Look at these four steps. It is easy to think of a dozen reasons why any of the steps might fail. And any one failing makes the whole plan fail.

If inexpensive technology changes the first assumption in the business model (“viewers will watch commercials”), the business may fail. Does this make the viewers criminals? Don’t be ridiculous. There never was a “contract” with the viewer. There was only the broadcaster’s assumption in their business model. They were counting on people behaving a certain way. People did behave that way. Now people are not behaving that way (or at least, the industry is afraid people are not behaving that way).

So what we have here is not criminal activity. We have a business in a tight spot because its business model is failing, through no fault of its own. That’s business for you. Grow up and deal with it. If broadcast TV has to morph because ad revenues fall, so be it. That’s the market at work. When men stopped wearing hats in the ‘50s, did the hat-makers lobby congress to require men to wear hats?

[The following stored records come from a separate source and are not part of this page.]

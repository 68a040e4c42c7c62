//! The `Change` record: one logical edit, broadcast to every participant.
//!
//! Wire shape:
//! ```text
//! ┌──────────┬──────────┬──────────┬──────────┬──────────────────┐
//! │ id       │ owner    │ kind     │ action   │ payload          │
//! │ uuid     │ string   │ tag      │ bitflags │ optional bytes   │
//! └──────────┴──────────┴──────────┴──────────┴──────────────────┘
//! ```
//!
//! `id` is minted once per logical entity and reused across delete/undelete.

use std::collections::BTreeMap;

use bitflags::bitflags;
use serde::{Deserialize, Serialize};
use uuid::Uuid;

bitflags! {
    /// What a change does. Flags combine, e.g. `ADD | TEMPORARY`.
    #[derive(Debug, Clone, Copy, PartialEq, Eq, Hash, Serialize, Deserialize)]
    pub struct ChangeAction: u32 {
        const ADD = 1 << 0;
        const REMOVE = 1 << 1;
        const UPDATE = 1 << 2;
        const TEMPORARY = 1 << 3;
        const UNDELETE = 1 << 4;
        const LOCKED = 1 << 5;
        const UNLOCKED = 1 << 6;
    }
}

/// Entity family a change describes.
#[derive(Debug, Clone, PartialEq, Eq, Hash, Serialize, Deserialize)]
#[serde(rename_all = "lowercase")]
pub enum ChangeKind {
    Geometry,
    Layer,
    /// Kinds contributed by handlers outside this crate.
    Other(String),
}

#[derive(Debug, Clone, PartialEq, Serialize, Deserialize)]
pub struct Change {
    pub id: Uuid,
    pub owner: String,
    pub kind: ChangeKind,
    pub action: ChangeAction,
    pub payload: Option<Vec<u8>>,
}

impl Change {
    pub fn new(id: Uuid, owner: impl Into<String>, kind: ChangeKind, action: ChangeAction) -> Self {
        Self {
            id,
            owner: owner.into(),
            kind,
            action,
            payload: None,
        }
    }

    pub fn with_payload(mut self, payload: Vec<u8>) -> Self {
        self.payload = Some(payload);
        self
    }

    /// True if every bit of `action` is set on this change.
    pub fn has_flag(&self, action: ChangeAction) -> bool {
        self.action.contains(action)
    }

    /// Decode the key/value packet carried by attribute changes.
    pub fn payload_packet(&self) -> Result<PayloadPacket, PayloadError> {
        let bytes = self.payload.as_deref().ok_or(PayloadError::Missing)?;
        PayloadPacket::decode(bytes)
    }
}

/// Key/value body of an attribute change.
#[derive(Debug, Clone, Default, PartialEq, Serialize, Deserialize)]
pub struct PayloadPacket {
    #[serde(rename = "Updates")]
    pub updates: BTreeMap<String, String>,
}

impl PayloadPacket {
    pub fn new(updates: BTreeMap<String, String>) -> Self {
        Self { updates }
    }

    pub fn encode(&self) -> Result<Vec<u8>, PayloadError> {
        serde_json::to_vec(self).map_err(PayloadError::from)
    }

    pub fn decode(bytes: &[u8]) -> Result<Self, PayloadError> {
        serde_json::from_slice(bytes).map_err(PayloadError::from)
    }
}

#[derive(Debug, Clone, PartialEq, thiserror::Error)]
pub enum PayloadError {
    #[error("change carries no payload")]
    Missing,
    #[error("malformed payload: {0}")]
    Malformed(String),
}

impl From<serde_json::Error> for PayloadError {
    fn from(e: serde_json::Error) -> Self {
        PayloadError::Malformed(e.to_string())
    }
}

No. Did hat-makers go out of business? Yes. Was it a tragedy? I suppose for some hat-makers it was, but the world continued to spin, and the hat-makers found other things to do.

One final ironic twist: the full original interview with Mr. Kellner is only available after paying real money up front, probably because inside.com discovered they couldn’t make a go of it with ad revenues.

Comments

Add a comment:

Ignore this:
Leave this empty:
Name is required. Either email or web are required. Email won't be displayed and I won't spam you. Your web site won't be indexed by search engines.
Don't put anything here:
Leave this empty:
Comment text is Markdown.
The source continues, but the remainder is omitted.